Hace algunos años, caminando a lo largo de la playa, noté una estructura oscura que emergía de la niebla adelante de mi. De tres niveles de altura y más grande que una iglesia parroquial, era uno de los enormes búnkers que formaban el muro del Atlántico de HItler, la cadena de fortificaciones que corría de la costa francesa hasta Dinamarca y Noruega. Este búnker, indiferente al tiempo como las pirámides, era una masa de concreto oscuro colado alguna vez por la Organización Todt, perforado por la metralla de los barcos de guerra aliados.
El párrafo anterior es parte de un texto publicado el 20 de marzo del 2006 en The Guardian y firmado por el escritor JG Ballard, quien murió poco más de tres años después, el 19 de abril del 2009. Ballard nació en Shanghai, China, el 15 de noviembre de 1930. Los últimos dos años de la Segunda Guerra los pasó, junto con sus padres y su hermana, en el campo de concentración para civiles de Lunghua, donde el ejército japonés recluía a los extranjeros que habitaban en la región. Parte de lo que ahí vivió lo transformó en el relato de su novela El imperio del sol. Sin duda a Ballard se le podría atribuir lo que en una entrevista con Marianne Brausch dijo Paul VIrilio, que nació dos años después: “la guerra fue mi juventud: nací en 1932, cuando comenzó en 1940 yo tenía 8 años; así que es mi universidad, mi padre, mi madre. Viviré de la guerra y en guerra. No puedo más que hablar de eso porque es mi origen. No es una elección: es una consecuencia.”
En su texto de The Guardian, Ballard dice que el búnker de las costas francesas le recordaba los fuertes alemanes construidos en Tsingtao, una playa al norte de China que visitó en los años 30: “las bóvedas como de catedral y sus plataformas hidráulicas parecía las prisiones de Piranesi: interminables galerías de concreto que llevaban a torres verticales y aun más galerías.” Pero también dice que viendo los búnkers no podía sino pensarlos como “fantasmas oscuros que embrujan la arquitectura brutalista, tan popular en Gran Bretaña en los años cincuenta.” Para Ballard, el modernismo arquitectónico del periodo heroico, justo entre las dos grandes guerras, murió primero —porque ha muerto varias veces— en los búnkers de la costa atlántica.

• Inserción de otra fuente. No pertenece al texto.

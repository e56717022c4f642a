//! Media Catalog Models
//!
//! Data exchanged between the offline sync core, the media server and the
//! local offline store. Field names follow the server's PascalCase wire
//! format so the same values can be persisted locally without translation.

use chrono::{DateTime, Utc};
use serde::de::{MapAccess, Visitor};
use serde::ser::SerializeMap;
use serde::{Deserialize, Deserializer, Serialize, Serializer};
use std::collections::{HashMap, HashSet};
use std::fmt;

/// Server registration targeted by one sync run.
///
/// Carries the users that enabled offline access on this device. Never
/// mutated while a run is in flight.
#[derive(Debug, Clone, PartialEq, Eq, Serialize, Deserialize)]
#[serde(rename_all = "PascalCase")]
pub struct ServerTarget {
    #[serde(rename = "Id")]
    pub server_id: String,
    #[serde(default)]
    pub offline_user_ids: Vec<String>,
}

impl ServerTarget {
    pub fn new(server_id: impl Into<String>) -> Self {
        Self {
            server_id: server_id.into(),
            offline_user_ids: Vec::new(),
        }
    }

    pub fn with_offline_user(mut self, user_id: impl Into<String>) -> Self {
        self.offline_user_ids.push(user_id.into());
        self
    }
}

/// A mutation recorded while the device was disconnected (e.g. playback
/// progress). Lives in the local store until the server acknowledges it.
#[derive(Debug, Clone, PartialEq, Serialize, Deserialize)]
#[serde(rename_all = "PascalCase")]
pub struct RemoteActionRecord {
    pub id: String,
    pub server_id: String,
    #[serde(rename = "Type")]
    pub action_type: String,
    pub date: DateTime<Utc>,
    #[serde(default)]
    pub user_id: Option<String>,
    #[serde(default)]
    pub item_id: Option<String>,
    #[serde(default)]
    pub payload: serde_json::Value,
}

/// Inventory sent to the server for one reconciliation pass.
#[derive(Debug, Clone, PartialEq, Eq, Serialize, Deserialize)]
#[serde(rename_all = "PascalCase")]
pub struct ReconciliationRequest {
    pub target_id: String,
    pub local_item_ids: Vec<String>,
    pub offline_user_ids: Vec<String>,
}

/// Server verdict for one reconciliation pass.
#[derive(Debug, Clone, Default, PartialEq, Eq, Serialize, Deserialize)]
#[serde(rename_all = "PascalCase")]
pub struct ReconciliationResult {
    #[serde(default)]
    pub item_ids_to_remove: Vec<String>,
    #[serde(default)]
    pub item_user_access: ItemUserAccess,
}

/// Item id → user ids allowed to play it, kept in the order the server sent.
#[derive(Debug, Clone, Default, PartialEq, Eq)]
pub struct ItemUserAccess(Vec<(String, Vec<String>)>);

impl ItemUserAccess {
    pub fn new() -> Self {
        Self::default()
    }

    /// Insert or replace the access list for `item_id`, keeping its first position.
    pub fn insert(&mut self, item_id: impl Into<String>, user_ids: Vec<String>) {
        let item_id = item_id.into();
        match self.0.iter_mut().find(|(id, _)| *id == item_id) {
            Some((_, existing)) => *existing = user_ids,
            None => self.0.push((item_id, user_ids)),
        }
    }

    pub fn get(&self, item_id: &str) -> Option<&[String]> {
        self.0
            .iter()
            .find(|(id, _)| id == item_id)
            .map(|(_, users)| users.as_slice())
    }

    pub fn iter(&self) -> impl Iterator<Item = (&str, &[String])> {
        self.0
            .iter()
            .map(|(id, users)| (id.as_str(), users.as_slice()))
    }

    pub fn len(&self) -> usize {
        self.0.len()
    }

    pub fn is_empty(&self) -> bool {
        self.0.is_empty()
    }
}

impl<K: Into<String>> FromIterator<(K, Vec<String>)> for ItemUserAccess {
    fn from_iter<T: IntoIterator<Item = (K, Vec<String>)>>(iter: T) -> Self {
        let mut access = Self::new();
        for (item_id, users) in iter {
            access.insert(item_id, users);
        }
        access
    }
}

impl Serialize for ItemUserAccess {
    fn serialize<S: Serializer>(&self, serializer: S) -> Result<S::Ok, S::Error> {
        let mut map = serializer.serialize_map(Some(self.0.len()))?;
        for (item_id, users) in &self.0 {
            map.serialize_entry(item_id, users)?;
        }
        map.end()
    }
}

impl<'de> Deserialize<'de> for ItemUserAccess {
    fn deserialize<D: Deserializer<'de>>(deserializer: D) -> Result<Self, D::Error> {
        struct AccessVisitor;

        impl<'de> Visitor<'de> for AccessVisitor {
            type Value = ItemUserAccess;

            fn expecting(&self, f: &mut fmt::Formatter<'_>) -> fmt::Result {
                f.write_str("a map of item ids to user id lists")
            }

            fn visit_map<A: MapAccess<'de>>(self, mut map: A) -> Result<Self::Value, A::Error> {
                let mut access = ItemUserAccess::new();
                while let Some((item_id, users)) = map.next_entry::<String, Vec<String>>()? {
                    access.insert(item_id, users);
                }
                Ok(access)
            }

            fn visit_unit<E: serde::de::Error>(self) -> Result<Self::Value, E> {
                Ok(ItemUserAccess::new())
            }
        }

        deserializer.deserialize_any(AccessVisitor)
    }
}

/// Image kinds fetched for offline artwork.
#[derive(Debug, Clone, Copy, PartialEq, Eq, Hash, Serialize, Deserialize)]
pub enum ImageKind {
    Primary,
    Thumb,
}

impl ImageKind {
    pub fn as_str(&self) -> &'static str {
        match self {
            ImageKind::Primary => "Primary",
            ImageKind::Thumb => "Thumb",
        }
    }
}

impl fmt::Display for ImageKind {
    fn fmt(&self, f: &mut fmt::Formatter<'_>) -> fmt::Result {
        f.write_str(self.as_str())
    }
}

/// Library item metadata as the server describes it.
#[derive(Debug, Clone, Default, PartialEq, Eq, Serialize, Deserialize)]
#[serde(rename_all = "PascalCase")]
pub struct LibraryItem {
    pub id: String,
    #[serde(default)]
    pub server_id: Option<String>,
    #[serde(default)]
    pub name: Option<String>,
    #[serde(rename = "Type", default)]
    pub item_type: Option<String>,
    #[serde(default)]
    pub media_type: Option<String>,
    #[serde(default)]
    pub image_tags: HashMap<String, String>,
    #[serde(default)]
    pub series_id: Option<String>,
    #[serde(default)]
    pub series_primary_image_tag: Option<String>,
    #[serde(default)]
    pub album_id: Option<String>,
    #[serde(default)]
    pub album_primary_image_tag: Option<String>,
    #[serde(default)]
    pub media_sources: Vec<MediaSource>,
}

impl LibraryItem {
    pub fn new(id: impl Into<String>) -> Self {
        Self {
            id: id.into(),
            ..Self::default()
        }
    }

    /// Tag of the item's own image of the given kind, if the server has one.
    pub fn image_tag(&self, kind: ImageKind) -> Option<&str> {
        self.image_tags.get(kind.as_str()).map(String::as_str)
    }
}

#[derive(Debug, Clone, Default, PartialEq, Eq, Serialize, Deserialize)]
#[serde(rename_all = "PascalCase")]
pub struct MediaSource {
    #[serde(default)]
    pub id: Option<String>,
    #[serde(default)]
    pub path: Option<String>,
    #[serde(default)]
    pub container: Option<String>,
    #[serde(default)]
    pub media_streams: Vec<MediaStream>,
}

#[derive(Debug, Clone, Copy, PartialEq, Eq, Serialize, Deserialize)]
pub enum MediaStreamType {
    Audio,
    Video,
    Subtitle,
    EmbeddedImage,
    #[serde(other)]
    Unknown,
}

#[derive(Debug, Clone, PartialEq, Eq, Serialize, Deserialize)]
#[serde(rename_all = "PascalCase")]
pub struct MediaStream {
    #[serde(rename = "Type")]
    pub stream_type: MediaStreamType,
    pub index: i32,
    #[serde(default)]
    pub codec: Option<String>,
    #[serde(default)]
    pub language: Option<String>,
    #[serde(default)]
    pub is_external: bool,
    /// Local path of the downloaded subtitle, set once the file is fetched.
    #[serde(default)]
    pub path: Option<String>,
}

#[derive(Debug, Clone, Copy, PartialEq, Eq, Serialize, Deserialize)]
pub enum ItemFileType {
    Media,
    Subtitles,
    #[serde(other)]
    Other,
}

/// Extra file shipped with a job item (subtitles, etc).
#[derive(Debug, Clone, PartialEq, Eq, Serialize, Deserialize)]
#[serde(rename_all = "PascalCase")]
pub struct AdditionalFile {
    pub name: String,
    #[serde(rename = "Type")]
    pub file_type: ItemFileType,
    #[serde(default)]
    pub index: i32,
    #[serde(default)]
    pub path: Option<String>,
}

/// One library item the server has prepared for transfer to this device.
#[derive(Debug, Clone, PartialEq, Eq, Serialize, Deserialize)]
#[serde(rename_all = "PascalCase")]
pub struct SyncJobItem {
    pub sync_job_item_id: String,
    pub item: LibraryItem,
    #[serde(default)]
    pub original_file_name: Option<String>,
    #[serde(default)]
    pub additional_files: Vec<AdditionalFile>,
}

/// On-device record of a synced library item.
#[derive(Debug, Clone, PartialEq, Eq, Serialize, Deserialize)]
#[serde(rename_all = "PascalCase")]
pub struct LocalItem {
    pub id: String,
    pub server_id: String,
    pub item_id: String,
    #[serde(default)]
    pub local_path: Option<String>,
    #[serde(default)]
    pub user_ids_with_access: Vec<String>,
    pub item: LibraryItem,
}

impl LocalItem {
    pub fn new(server_id: impl Into<String>, item: LibraryItem) -> Self {
        let server_id = server_id.into();
        Self {
            id: Self::local_id(&server_id, &item.id),
            item_id: item.id.clone(),
            server_id,
            local_path: None,
            user_ids_with_access: Vec::new(),
            item,
        }
    }

    /// Identity of a local item: the library item id scoped to its server.
    pub fn local_id(server_id: &str, item_id: &str) -> String {
        format!("local:{}:{}", server_id, item_id)
    }

    /// Whether the stored access list matches `user_ids` ignoring order and repeats.
    pub fn has_same_access(&self, user_ids: &[String]) -> bool {
        let stored: HashSet<&str> = self.user_ids_with_access.iter().map(String::as_str).collect();
        let reported: HashSet<&str> = user_ids.iter().map(String::as_str).collect();
        stored == reported
    }
}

Aquél momento del modernismo —entre 1920 y 1939— fue tal vez, dice, “el último proyecto utópico que veremos jamás, hoy que sabemos que cualquier utopía tiene su lado oscuro.” Ya nadie cree que el futuro será un lugar mejor —le dijo Ballard en 1970 a Lynn Barber en una entrevista que apareció en la revista Penthouse. En su texto en The Guardian, Ballard retroactivamente sobre ese futuro como se imaginaba en la primera mitad del siglo XX y menciona que Bertold Brecht pensaba que “el lodo, la sangre y la carnicería de las trincheras de la Primera Guerra dejaron a los sobrevivientes con la esperanza de un futuro que pareciera a un baño recubierto de cerámica blanca” —esa “mezcla de invernaderos con salas de hospital amuebladas con el estilo del consultorio de un dentista” con las que, según Aldous Huxley, nos amenazó Le Corbusier.
Paul Virilio es, por supuesto, el especialista de los búnkers —en 1975 organizó la exposición Bunker archéologie y escribió el libro que la acompañó— y de los efectos de la guerra no sólo en la arquitectura sino en el espacio y nuestra manera de organizarlo. En la entrevista con Brausch dice de los búnkers que son “objetos que no se han fundados en la tierra sino centrados en sí mismos, capaces de resistir los temblores a los que se somete al terreno, como una piedra en la arena que se auto-estabiliza.” El búnker es, por tanto, el emblema de la arquitectura moderna, más objetual que objetiva y más autista que autónoma. Una arquitectura de la que, según Ballard, vimos su muerte primero en los búnkers y luego “en las cocinas y los baños de los años 60: laboratorios recubiertos de cerámica blanca, limpios y asépticos, como si los humanos fueran cierto tipo de enfermedad. Vemos su muerte —agrega— en las autopistas y las carreteras, sueños de piedra que nunca despertarán, y en el salón de turbinas en esa discoteca clasemediera, el Tate Modern: un amplio espacio totalitario que Albert Speer hubiera admirado, tan autoritario que abruma cualquier obra de arte en su interior.”